* [Task description]: Please say how many lines in the records below contain the word "unbalanced", giving only the number.

Segment Open

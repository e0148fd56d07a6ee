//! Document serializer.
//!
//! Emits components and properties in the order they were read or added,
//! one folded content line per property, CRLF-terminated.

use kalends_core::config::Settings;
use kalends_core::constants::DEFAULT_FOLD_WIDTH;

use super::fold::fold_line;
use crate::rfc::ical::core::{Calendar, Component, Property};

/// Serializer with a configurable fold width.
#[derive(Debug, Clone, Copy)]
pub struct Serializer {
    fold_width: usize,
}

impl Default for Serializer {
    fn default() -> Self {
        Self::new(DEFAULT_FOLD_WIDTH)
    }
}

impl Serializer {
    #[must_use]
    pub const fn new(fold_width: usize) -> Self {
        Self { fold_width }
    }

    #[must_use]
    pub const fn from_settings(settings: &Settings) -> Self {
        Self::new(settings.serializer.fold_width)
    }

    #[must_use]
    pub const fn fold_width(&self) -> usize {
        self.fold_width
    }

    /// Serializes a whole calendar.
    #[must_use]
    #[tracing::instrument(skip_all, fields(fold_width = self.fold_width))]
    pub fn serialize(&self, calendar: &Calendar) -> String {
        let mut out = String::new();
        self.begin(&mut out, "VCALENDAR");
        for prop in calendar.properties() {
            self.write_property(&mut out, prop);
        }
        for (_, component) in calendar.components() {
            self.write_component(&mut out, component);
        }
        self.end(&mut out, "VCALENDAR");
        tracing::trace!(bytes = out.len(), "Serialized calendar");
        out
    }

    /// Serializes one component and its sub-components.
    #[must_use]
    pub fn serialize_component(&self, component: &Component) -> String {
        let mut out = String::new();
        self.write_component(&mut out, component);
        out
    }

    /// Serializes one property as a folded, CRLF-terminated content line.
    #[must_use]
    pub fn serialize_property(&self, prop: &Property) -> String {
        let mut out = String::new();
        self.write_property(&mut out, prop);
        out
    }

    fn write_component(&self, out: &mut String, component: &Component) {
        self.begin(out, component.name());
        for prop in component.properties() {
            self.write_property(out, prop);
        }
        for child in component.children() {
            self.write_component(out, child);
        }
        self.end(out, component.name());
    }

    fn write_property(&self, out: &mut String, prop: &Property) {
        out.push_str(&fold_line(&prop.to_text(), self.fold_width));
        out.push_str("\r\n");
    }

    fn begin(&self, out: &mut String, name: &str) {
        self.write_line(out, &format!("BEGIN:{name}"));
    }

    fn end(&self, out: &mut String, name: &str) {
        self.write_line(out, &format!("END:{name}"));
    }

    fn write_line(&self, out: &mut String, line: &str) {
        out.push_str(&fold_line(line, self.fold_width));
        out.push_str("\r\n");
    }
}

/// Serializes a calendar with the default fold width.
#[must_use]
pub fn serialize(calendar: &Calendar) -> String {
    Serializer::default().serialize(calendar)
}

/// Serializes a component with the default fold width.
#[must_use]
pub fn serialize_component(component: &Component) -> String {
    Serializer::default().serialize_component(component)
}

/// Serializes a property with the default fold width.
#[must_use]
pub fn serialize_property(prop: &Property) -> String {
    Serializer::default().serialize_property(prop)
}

Segment Closed
Segment Open

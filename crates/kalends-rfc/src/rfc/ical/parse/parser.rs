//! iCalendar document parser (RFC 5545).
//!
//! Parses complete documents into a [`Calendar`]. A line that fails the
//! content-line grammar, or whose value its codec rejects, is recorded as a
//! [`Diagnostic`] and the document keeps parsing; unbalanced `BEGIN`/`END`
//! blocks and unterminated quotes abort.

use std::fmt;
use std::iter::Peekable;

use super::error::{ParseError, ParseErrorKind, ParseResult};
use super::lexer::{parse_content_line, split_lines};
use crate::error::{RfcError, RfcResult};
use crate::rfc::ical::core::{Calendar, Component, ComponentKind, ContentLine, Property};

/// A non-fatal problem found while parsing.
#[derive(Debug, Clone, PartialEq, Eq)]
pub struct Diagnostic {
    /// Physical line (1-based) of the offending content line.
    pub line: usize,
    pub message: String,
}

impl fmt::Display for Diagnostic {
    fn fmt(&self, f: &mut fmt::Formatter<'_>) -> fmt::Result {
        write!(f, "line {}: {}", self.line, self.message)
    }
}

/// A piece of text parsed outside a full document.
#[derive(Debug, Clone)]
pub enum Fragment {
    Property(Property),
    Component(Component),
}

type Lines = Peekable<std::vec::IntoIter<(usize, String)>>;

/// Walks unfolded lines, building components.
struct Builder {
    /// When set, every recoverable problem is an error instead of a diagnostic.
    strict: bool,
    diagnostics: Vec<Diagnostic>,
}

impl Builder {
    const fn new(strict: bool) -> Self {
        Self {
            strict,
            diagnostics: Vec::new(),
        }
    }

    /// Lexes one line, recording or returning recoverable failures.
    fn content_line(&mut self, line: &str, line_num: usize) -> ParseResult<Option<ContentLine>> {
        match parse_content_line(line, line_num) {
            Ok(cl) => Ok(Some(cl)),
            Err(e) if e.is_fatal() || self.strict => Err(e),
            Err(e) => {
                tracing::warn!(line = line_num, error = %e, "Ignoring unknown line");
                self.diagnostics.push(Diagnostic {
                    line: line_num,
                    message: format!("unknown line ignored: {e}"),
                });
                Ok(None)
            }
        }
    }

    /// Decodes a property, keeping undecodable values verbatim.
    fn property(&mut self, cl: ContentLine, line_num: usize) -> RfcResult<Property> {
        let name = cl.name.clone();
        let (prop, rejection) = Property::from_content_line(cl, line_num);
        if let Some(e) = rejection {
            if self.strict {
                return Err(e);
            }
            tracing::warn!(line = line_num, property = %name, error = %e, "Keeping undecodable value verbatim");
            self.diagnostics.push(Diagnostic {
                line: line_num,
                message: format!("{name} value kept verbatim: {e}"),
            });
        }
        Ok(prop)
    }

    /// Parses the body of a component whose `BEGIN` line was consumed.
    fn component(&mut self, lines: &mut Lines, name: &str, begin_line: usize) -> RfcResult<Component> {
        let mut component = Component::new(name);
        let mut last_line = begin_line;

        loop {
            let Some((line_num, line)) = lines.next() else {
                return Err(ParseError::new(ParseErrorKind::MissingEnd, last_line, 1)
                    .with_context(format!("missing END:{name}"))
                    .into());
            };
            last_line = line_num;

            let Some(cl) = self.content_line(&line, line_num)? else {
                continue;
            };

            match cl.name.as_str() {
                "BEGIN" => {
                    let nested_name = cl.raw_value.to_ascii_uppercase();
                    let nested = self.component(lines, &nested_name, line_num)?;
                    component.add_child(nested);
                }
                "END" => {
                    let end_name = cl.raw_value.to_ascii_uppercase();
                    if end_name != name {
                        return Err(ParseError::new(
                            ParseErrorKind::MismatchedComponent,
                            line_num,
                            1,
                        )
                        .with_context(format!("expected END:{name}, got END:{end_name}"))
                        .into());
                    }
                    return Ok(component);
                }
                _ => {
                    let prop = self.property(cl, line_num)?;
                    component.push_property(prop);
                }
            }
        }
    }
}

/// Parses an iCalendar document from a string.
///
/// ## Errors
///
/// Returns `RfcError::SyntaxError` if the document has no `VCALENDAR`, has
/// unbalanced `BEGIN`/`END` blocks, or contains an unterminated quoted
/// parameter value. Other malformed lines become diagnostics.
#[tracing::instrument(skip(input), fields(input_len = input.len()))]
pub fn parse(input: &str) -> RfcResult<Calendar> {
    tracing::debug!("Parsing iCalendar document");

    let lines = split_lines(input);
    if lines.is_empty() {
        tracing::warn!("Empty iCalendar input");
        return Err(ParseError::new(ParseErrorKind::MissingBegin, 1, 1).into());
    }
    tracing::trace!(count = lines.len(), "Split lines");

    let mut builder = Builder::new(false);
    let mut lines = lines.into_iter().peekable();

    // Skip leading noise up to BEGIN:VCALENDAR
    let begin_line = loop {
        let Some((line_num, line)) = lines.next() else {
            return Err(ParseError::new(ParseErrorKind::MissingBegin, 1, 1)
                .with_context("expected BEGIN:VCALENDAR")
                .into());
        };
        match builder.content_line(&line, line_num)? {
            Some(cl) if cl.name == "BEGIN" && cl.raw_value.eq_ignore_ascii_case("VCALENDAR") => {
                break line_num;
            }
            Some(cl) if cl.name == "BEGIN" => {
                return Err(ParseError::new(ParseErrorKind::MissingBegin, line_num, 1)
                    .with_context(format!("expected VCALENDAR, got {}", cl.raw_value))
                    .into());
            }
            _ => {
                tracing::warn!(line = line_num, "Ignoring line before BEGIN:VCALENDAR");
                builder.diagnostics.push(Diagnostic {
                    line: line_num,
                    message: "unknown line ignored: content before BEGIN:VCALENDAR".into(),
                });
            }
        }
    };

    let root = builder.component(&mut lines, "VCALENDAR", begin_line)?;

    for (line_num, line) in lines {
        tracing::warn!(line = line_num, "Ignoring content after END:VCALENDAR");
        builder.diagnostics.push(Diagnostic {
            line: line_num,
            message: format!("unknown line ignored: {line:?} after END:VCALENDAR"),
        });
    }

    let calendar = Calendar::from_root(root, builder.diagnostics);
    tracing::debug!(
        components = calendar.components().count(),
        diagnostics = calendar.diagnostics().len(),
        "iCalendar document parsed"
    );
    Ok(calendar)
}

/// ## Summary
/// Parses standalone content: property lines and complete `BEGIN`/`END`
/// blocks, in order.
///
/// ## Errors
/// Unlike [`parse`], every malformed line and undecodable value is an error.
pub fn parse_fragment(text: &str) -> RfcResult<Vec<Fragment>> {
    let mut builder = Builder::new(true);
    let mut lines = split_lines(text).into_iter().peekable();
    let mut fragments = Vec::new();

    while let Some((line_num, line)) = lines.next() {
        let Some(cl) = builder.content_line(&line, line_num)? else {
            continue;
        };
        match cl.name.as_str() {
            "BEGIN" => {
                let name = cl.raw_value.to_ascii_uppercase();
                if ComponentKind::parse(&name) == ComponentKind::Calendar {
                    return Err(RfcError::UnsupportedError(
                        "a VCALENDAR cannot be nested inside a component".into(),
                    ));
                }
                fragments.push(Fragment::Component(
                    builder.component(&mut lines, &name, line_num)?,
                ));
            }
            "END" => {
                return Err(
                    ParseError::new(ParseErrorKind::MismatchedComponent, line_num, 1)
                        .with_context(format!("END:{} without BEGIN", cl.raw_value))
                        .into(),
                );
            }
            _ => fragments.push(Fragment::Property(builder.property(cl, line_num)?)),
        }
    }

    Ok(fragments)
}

Segment Closed
Segment Open

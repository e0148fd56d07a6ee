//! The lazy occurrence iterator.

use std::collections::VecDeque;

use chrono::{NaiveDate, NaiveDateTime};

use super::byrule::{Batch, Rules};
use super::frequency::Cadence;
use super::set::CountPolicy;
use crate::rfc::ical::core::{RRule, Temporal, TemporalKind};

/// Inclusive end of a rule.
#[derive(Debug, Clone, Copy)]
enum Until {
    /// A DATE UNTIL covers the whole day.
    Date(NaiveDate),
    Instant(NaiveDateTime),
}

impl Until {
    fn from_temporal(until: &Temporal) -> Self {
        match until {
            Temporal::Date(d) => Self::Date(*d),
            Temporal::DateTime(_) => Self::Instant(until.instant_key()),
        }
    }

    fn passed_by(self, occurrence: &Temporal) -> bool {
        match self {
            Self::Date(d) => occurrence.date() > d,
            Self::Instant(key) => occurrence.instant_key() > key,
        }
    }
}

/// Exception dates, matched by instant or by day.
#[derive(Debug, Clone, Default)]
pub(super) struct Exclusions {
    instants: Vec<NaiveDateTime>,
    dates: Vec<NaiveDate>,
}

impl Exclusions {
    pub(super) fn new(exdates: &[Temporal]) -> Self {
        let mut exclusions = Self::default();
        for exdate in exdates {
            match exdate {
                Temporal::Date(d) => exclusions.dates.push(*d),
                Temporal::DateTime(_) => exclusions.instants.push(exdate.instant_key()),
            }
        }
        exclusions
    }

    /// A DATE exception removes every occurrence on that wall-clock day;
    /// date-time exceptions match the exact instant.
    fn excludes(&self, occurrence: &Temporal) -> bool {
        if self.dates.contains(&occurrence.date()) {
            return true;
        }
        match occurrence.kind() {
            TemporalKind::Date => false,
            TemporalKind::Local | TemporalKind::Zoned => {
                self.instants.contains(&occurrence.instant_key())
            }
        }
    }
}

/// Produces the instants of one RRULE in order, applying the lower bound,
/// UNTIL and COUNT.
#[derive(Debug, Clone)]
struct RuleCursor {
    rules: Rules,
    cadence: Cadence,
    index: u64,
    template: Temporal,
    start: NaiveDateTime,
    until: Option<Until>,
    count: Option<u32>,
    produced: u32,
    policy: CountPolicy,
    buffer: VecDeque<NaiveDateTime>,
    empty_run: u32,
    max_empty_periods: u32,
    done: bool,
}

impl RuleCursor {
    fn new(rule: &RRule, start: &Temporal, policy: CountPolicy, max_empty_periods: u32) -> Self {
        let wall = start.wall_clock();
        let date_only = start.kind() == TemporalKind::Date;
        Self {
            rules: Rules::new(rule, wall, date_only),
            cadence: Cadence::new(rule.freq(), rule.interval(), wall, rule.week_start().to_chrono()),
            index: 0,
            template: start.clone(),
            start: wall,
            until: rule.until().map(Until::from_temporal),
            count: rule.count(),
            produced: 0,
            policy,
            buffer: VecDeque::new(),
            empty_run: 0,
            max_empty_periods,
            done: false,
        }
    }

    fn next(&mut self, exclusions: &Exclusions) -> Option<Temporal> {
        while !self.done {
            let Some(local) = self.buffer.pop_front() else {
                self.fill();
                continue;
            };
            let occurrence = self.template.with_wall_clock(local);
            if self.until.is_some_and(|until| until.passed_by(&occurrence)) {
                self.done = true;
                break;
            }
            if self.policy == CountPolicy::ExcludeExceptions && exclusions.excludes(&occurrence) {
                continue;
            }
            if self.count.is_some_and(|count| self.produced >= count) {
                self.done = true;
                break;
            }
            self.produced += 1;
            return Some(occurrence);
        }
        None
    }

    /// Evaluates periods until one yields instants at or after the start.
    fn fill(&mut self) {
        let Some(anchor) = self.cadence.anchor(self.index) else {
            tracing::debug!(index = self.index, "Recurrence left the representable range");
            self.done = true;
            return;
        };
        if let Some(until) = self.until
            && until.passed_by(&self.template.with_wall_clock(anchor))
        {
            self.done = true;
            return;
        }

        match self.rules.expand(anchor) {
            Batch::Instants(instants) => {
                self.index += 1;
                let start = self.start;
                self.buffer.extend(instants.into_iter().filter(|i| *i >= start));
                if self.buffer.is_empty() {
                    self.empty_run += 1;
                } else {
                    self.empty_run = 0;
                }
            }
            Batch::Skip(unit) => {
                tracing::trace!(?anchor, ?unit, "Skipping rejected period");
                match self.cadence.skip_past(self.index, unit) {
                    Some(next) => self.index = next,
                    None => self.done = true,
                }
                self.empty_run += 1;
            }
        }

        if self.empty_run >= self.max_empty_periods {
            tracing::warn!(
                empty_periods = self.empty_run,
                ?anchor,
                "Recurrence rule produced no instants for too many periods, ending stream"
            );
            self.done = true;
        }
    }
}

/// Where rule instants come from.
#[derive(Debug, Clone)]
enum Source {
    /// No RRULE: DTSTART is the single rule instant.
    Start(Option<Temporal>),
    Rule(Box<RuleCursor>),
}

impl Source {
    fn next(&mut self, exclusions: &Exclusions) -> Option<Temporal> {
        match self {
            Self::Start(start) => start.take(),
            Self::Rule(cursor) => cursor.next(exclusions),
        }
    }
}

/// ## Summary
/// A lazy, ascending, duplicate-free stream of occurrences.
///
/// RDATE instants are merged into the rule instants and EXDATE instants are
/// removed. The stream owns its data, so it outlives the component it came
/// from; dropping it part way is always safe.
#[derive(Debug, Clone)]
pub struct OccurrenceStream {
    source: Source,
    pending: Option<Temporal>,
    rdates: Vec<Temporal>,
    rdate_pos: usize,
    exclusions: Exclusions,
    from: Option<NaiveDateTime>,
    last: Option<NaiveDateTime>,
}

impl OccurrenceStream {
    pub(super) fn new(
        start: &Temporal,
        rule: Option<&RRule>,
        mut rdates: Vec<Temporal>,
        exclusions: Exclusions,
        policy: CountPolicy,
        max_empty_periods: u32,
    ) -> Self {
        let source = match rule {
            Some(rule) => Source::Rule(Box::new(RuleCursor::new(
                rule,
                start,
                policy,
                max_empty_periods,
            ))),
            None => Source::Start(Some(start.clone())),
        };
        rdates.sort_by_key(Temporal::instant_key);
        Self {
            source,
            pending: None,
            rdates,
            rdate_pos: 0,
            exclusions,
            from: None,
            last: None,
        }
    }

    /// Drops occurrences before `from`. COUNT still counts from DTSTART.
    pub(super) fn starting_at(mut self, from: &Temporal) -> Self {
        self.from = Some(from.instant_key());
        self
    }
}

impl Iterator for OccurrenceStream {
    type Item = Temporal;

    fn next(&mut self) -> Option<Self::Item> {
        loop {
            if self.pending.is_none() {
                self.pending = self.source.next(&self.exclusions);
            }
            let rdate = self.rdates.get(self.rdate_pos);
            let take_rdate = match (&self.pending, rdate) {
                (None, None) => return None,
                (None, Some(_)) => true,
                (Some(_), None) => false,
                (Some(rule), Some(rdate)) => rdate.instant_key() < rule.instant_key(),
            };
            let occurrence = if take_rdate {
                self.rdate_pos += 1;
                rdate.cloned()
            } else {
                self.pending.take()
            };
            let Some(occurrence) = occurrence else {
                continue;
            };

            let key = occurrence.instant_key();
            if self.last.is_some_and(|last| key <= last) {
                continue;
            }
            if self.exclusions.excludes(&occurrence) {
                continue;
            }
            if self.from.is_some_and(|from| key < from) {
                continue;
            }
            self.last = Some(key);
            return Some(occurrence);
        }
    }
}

Segment Closed

* [Exercise result]: 2